29 September 2013

Raptor Watch cont....

Week 37, 13 September 2013 - Khuwaisat and JPR (Click to enlarge image)

Yesterday another big raptor passage was reported by many of the local birders, so I got my family up early to see if we could enjoy the tail end of yesterdays passage.

We were at Khuwaisat by 6:30 to discover that literally all the birds had moved on and no raptors had roosted overnight. We drove around the roost area and had one Harrier stop briefly to drink from a small run-off from the farm, taken by my son Jaden. I was able to get an image of the bird in flight. I believe this is a Hen Harrier, primarily due to the 5-fingers on the primaries.

Juvenile Hen Harrier (Circus cyaneus)

Sadly, a 4x4 with a bunch of shooters who had little disregard for us taking photo's and enjoying the birds drove by shooting at Wagtails drinking from the same seep, spoiling our morning's birding and upsetting my family. I understand that shooters can now be prosecuted if caught, so this is great news and I hope it will curb much of the senseless shooting of migrants.
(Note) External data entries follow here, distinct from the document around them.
//! Cooperative cancellation.

use std::sync::atomic::{AtomicBool, Ordering};
use std::sync::Arc;

use tokio::sync::Notify;

#[derive(Debug, Default)]
struct TokenState {
    aborted: AtomicBool,
    notify: Notify,
}

/// A cancellation signal handed to an in-flight operation.
///
/// Aborting never interrupts running code: the operation either polls
/// [`is_aborted`](Self::is_aborted) or awaits [`aborted`](Self::aborted).
/// Clones observe the same signal.
#[derive(Debug, Clone, Default)]
pub struct AbortToken {
    state: Arc<TokenState>,
}

impl AbortToken {
    pub fn new() -> Self {
        Self::default()
    }

    /// Signal cancellation. Returns false if it was already signalled.
    pub fn abort(&self) -> bool {
        let first = !self.state.aborted.swap(true, Ordering::SeqCst);
        if first {
            self.state.notify.notify_waiters();
        }
        first
    }

    pub fn is_aborted(&self) -> bool {
        self.state.aborted.load(Ordering::SeqCst)
    }

    /// Resolves once the token is aborted.
    pub async fn aborted(&self) {
        loop {
            let notified = self.state.notify.notified();
            tokio::pin!(notified);
            // Register before checking, so an abort in between is not missed
            notified.as_mut().enable();
            if self.is_aborted() {
                return;
            }
            notified.await;
        }
    }
}

/// Identity of one attempt in a [`RequestSlot`](super::RequestSlot).
#[derive(Debug, Clone)]
pub struct Ticket {
    pub id: u64,
    pub token: AbortToken,
}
Indiscriminate shooters spoiling the morning's birding

We departed for the tranquility and protection of Jahra Pools and enjoyed the birds inside this reserve. My son Jaden photographed this flock of Little Egrets with a few Western Cattle Egret's

Little Egret (Egretta garzetta ) and Western Cattle Egret (Bubulcus ibis )
As well as a Sykes's Wagtail

Sykes's Wagtail (Motacilla f. beema)
With a bigger lens, I was able to get 'closer' to the Little Egrets

Little Egret (Egretta garzetta )
Driving around the reserve, we found Purple Swamphen

Purple Swamphen (Porphyrio  porphyrio)
A single Red-necked Phalarope

Red-necked Phalarope (Phalaropus lobatus)
The numbers of Duck have increased, with a large flock of Garganey

Garganey (Anas querquedula)
And a few Ferruginous Duck; here is one of this seasons 1st-year birds

1st year Ferruginous Duck (Aythya nyroca)
Sadly this Spotted Crake got caught and died on the barbed wire fence

Deceased Spotted Crake (Porzana porzana)
The only raptor at the Reserve was a distant Western Marsh Harrier

Western Marsh Harrier (Circus aeruginosus)
There are large numbers of Collared Doves that roost in the Casarina Trees away from the pools.

Eurasian Collared Dove (Streptopelia decaocto)
Hopefully I will be a little luckier with the next raptor wave over the coming week(s)


  1. Where were they when the Iraqi's invaded?

    Nice migrant stuff - glad to hear there is possibly a crackdown on 'hunting', these migrant birds do not belong to them.........

    Laurie -

  2. Is there a chance to submit these photos to the authorities? The plate number and the face of the guy show up clearly!
    Day by day I do feel more disgusted by those barbarians.

  3. Considering the harrier observation, I would definitely go for the Pallid harrier (young adult female).